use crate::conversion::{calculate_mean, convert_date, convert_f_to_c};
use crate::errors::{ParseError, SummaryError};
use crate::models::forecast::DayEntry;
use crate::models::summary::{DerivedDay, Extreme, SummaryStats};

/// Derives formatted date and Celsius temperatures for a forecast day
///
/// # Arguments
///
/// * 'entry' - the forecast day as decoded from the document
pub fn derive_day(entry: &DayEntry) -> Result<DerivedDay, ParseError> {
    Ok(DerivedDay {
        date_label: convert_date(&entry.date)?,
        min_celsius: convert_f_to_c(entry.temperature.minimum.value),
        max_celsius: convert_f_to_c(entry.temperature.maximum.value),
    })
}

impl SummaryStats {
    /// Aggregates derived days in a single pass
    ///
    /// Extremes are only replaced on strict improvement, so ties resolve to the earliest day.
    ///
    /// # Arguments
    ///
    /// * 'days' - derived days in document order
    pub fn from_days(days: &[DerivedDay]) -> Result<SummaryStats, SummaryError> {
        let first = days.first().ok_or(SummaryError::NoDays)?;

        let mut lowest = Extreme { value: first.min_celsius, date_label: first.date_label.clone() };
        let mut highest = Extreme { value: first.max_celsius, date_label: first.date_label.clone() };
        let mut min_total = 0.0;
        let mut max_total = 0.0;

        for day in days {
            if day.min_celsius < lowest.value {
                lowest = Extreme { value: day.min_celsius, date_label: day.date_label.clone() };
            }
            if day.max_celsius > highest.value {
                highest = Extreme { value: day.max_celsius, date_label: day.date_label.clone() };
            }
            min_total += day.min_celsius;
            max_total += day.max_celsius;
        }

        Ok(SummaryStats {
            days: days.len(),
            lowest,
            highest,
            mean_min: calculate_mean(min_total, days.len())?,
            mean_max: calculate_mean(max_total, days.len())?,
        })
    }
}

### Task prompt
Leaving nothing out, print each line above exactly.

### Result of this exercise
use crate::conversion::{calculate_mean, convert_date, convert_f_to_c};
use crate::errors::{ParseError, SummaryError};
use crate::models::forecast::DayEntry;
use crate::models::summary::{DerivedDay, Extreme, SummaryStats};

/// Derives formatted date and Celsius temperatures for a forecast day
///
/// # Arguments
///
/// * 'entry' - the forecast day as decoded from the document
pub fn derive_day(entry: &DayEntry) -> Result<DerivedDay, ParseError> {
    Ok(DerivedDay {
        date_label: convert_date(&entry.date)?,
        min_celsius: convert_f_to_c(entry.temperature.minimum.value),
        max_celsius: convert_f_to_c(entry.temperature.maximum.value),
    })
}

impl SummaryStats {
    /// Aggregates derived days in a single pass
    ///
    /// Extremes are only replaced on strict improvement, so ties resolve to the earliest day.
    ///
    /// # Arguments
    ///
    /// * 'days' - derived days in document order
    pub fn from_days(days: &[DerivedDay]) -> Result<SummaryStats, SummaryError> {
        let first = days.first().ok_or(SummaryError::NoDays)?;

        let mut lowest = Extreme { value: first.min_celsius, date_label: first.date_label.clone() };
        let mut highest = Extreme { value: first.max_celsius, date_label: first.date_label.clone() };
        let mut min_total = 0.0;
        let mut max_total = 0.0;

        for day in days {
            if day.min_celsius < lowest.value {
                lowest = Extreme { value: day.min_celsius, date_label: day.date_label.clone() };
            }
            if day.max_celsius > highest.value {
                highest = Extreme { value: day.max_celsius, date_label: day.date_label.clone() };
            }
            min_total += day.min_celsius;
            max_total += day.max_celsius;
        }

        Ok(SummaryStats {
            days: days.len(),
            lowest,
            highest,
            mean_min: calculate_mean(min_total, days.len())?,
            mean_max: calculate_mean(max_total, days.len())?,
        })
    }
}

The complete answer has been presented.